Work request
Below are some records; state how many of their lines contain the word "iter", and add nothing.

Provided records
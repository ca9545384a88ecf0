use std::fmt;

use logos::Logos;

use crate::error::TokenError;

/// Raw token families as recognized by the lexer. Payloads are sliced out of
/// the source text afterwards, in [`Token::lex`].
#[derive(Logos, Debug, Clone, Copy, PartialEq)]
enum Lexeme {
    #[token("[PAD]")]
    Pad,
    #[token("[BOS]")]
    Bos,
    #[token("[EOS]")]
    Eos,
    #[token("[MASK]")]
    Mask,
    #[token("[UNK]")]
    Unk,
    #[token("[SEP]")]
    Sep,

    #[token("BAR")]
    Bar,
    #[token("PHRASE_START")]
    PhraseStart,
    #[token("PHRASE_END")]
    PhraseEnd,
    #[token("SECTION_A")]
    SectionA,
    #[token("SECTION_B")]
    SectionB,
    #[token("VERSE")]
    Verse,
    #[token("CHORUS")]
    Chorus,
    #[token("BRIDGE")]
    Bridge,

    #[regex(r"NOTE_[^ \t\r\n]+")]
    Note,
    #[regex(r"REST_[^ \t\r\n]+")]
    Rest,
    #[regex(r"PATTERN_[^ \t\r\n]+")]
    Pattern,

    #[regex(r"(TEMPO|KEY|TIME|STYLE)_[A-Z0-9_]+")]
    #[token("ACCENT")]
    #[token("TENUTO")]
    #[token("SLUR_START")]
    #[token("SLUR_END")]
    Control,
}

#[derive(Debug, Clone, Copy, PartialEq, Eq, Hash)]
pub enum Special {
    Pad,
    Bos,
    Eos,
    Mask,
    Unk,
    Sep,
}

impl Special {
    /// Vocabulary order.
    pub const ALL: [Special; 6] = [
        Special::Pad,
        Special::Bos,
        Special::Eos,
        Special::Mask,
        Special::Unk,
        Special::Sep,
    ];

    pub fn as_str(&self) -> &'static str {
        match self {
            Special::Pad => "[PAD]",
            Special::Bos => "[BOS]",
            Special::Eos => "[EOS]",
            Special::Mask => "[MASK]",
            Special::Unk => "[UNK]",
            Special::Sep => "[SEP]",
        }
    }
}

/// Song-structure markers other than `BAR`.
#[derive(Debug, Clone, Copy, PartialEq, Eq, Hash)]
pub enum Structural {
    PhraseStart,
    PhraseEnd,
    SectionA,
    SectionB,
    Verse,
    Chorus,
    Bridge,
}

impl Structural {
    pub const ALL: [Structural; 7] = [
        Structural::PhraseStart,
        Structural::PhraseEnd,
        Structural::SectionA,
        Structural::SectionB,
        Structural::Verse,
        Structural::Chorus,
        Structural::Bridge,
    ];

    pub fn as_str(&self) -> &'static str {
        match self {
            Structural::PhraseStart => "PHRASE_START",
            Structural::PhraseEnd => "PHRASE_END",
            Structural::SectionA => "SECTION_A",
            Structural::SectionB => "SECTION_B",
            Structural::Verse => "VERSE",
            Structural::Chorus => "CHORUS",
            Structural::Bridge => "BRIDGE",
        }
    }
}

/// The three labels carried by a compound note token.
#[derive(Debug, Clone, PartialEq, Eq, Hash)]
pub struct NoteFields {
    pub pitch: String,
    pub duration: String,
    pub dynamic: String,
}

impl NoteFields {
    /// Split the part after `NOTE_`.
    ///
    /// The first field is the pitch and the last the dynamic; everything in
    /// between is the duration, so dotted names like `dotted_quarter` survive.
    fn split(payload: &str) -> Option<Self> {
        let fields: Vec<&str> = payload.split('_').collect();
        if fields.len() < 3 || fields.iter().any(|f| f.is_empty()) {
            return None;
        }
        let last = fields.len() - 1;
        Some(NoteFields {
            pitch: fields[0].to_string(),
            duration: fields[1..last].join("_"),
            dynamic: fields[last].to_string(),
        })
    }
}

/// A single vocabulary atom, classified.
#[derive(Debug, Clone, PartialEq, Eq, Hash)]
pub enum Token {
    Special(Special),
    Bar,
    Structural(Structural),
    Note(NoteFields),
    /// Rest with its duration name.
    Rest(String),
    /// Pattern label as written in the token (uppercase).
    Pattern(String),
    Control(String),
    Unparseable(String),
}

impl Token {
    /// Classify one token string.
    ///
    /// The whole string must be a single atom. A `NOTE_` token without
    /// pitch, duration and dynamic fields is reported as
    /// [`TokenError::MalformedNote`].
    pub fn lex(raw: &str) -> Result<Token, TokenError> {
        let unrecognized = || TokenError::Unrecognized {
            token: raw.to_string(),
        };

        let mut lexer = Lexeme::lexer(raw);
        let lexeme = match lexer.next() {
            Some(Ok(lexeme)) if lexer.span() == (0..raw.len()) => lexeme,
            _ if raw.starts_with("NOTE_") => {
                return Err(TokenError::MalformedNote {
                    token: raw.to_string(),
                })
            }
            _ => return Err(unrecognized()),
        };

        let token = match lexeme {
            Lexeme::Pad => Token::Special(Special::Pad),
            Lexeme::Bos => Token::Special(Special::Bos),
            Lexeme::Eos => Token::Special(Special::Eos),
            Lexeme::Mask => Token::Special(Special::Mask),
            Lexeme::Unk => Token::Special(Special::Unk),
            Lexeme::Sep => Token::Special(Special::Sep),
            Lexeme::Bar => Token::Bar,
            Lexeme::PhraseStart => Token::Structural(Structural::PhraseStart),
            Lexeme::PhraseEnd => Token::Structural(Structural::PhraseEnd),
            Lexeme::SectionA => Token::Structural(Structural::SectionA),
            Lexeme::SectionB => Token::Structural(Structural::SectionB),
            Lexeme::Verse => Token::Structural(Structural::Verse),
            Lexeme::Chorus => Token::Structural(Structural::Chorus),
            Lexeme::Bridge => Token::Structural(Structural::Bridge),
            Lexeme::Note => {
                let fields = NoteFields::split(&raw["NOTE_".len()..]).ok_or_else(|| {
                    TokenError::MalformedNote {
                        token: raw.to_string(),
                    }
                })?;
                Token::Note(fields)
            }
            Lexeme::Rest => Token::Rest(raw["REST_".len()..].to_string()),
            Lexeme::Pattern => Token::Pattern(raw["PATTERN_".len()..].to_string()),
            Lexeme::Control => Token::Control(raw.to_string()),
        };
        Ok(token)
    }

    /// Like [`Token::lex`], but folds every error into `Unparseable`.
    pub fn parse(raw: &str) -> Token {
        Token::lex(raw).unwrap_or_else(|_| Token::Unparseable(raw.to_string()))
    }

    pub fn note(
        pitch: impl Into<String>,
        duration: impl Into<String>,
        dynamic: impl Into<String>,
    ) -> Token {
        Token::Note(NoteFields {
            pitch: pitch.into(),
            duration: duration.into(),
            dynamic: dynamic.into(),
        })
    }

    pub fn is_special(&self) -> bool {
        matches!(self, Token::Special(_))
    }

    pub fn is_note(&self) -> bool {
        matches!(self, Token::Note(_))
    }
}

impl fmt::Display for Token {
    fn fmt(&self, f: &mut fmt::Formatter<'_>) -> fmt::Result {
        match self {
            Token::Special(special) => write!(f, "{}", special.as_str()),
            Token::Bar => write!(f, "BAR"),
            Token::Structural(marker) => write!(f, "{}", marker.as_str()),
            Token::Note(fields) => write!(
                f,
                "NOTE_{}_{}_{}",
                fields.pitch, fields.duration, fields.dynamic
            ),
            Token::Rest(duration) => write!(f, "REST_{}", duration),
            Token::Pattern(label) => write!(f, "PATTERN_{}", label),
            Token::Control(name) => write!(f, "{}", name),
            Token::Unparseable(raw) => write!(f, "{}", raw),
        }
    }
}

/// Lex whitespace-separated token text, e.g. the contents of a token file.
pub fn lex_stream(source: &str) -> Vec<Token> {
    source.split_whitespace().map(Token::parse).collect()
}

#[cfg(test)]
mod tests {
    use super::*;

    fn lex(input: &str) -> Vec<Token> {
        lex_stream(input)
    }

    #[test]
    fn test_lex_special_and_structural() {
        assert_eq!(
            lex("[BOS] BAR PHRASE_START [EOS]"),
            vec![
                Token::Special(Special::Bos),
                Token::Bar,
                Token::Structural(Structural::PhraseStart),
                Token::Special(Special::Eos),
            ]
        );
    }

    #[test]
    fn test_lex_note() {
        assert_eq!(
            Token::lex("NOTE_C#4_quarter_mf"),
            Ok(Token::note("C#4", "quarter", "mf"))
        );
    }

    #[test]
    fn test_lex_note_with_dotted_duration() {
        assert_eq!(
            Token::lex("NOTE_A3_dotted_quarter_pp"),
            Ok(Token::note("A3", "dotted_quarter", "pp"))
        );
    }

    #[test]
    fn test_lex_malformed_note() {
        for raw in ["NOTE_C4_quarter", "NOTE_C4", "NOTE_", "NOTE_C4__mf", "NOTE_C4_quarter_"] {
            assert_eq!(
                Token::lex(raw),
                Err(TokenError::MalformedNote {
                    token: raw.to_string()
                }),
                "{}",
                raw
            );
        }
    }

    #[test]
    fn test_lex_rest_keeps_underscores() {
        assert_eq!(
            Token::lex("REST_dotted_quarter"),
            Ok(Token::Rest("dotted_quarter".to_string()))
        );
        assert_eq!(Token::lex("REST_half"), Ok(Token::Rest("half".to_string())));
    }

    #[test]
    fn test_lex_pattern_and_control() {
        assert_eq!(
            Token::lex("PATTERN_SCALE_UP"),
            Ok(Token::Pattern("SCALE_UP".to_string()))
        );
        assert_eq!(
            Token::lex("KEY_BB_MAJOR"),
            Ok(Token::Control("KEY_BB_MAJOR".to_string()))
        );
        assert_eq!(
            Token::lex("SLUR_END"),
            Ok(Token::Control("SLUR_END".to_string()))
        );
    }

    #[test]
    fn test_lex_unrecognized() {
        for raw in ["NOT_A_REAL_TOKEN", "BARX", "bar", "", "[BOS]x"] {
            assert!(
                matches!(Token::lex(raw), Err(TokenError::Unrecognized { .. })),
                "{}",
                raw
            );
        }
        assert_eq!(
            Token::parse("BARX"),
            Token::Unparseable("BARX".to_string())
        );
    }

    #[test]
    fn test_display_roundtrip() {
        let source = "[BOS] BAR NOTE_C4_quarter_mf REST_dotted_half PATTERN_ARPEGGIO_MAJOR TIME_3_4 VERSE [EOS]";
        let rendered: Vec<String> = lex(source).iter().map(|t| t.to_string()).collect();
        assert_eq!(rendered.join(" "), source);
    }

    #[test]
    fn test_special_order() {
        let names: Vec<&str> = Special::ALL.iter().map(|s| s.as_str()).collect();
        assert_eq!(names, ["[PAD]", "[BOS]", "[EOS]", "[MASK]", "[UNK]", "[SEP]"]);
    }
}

Solution
3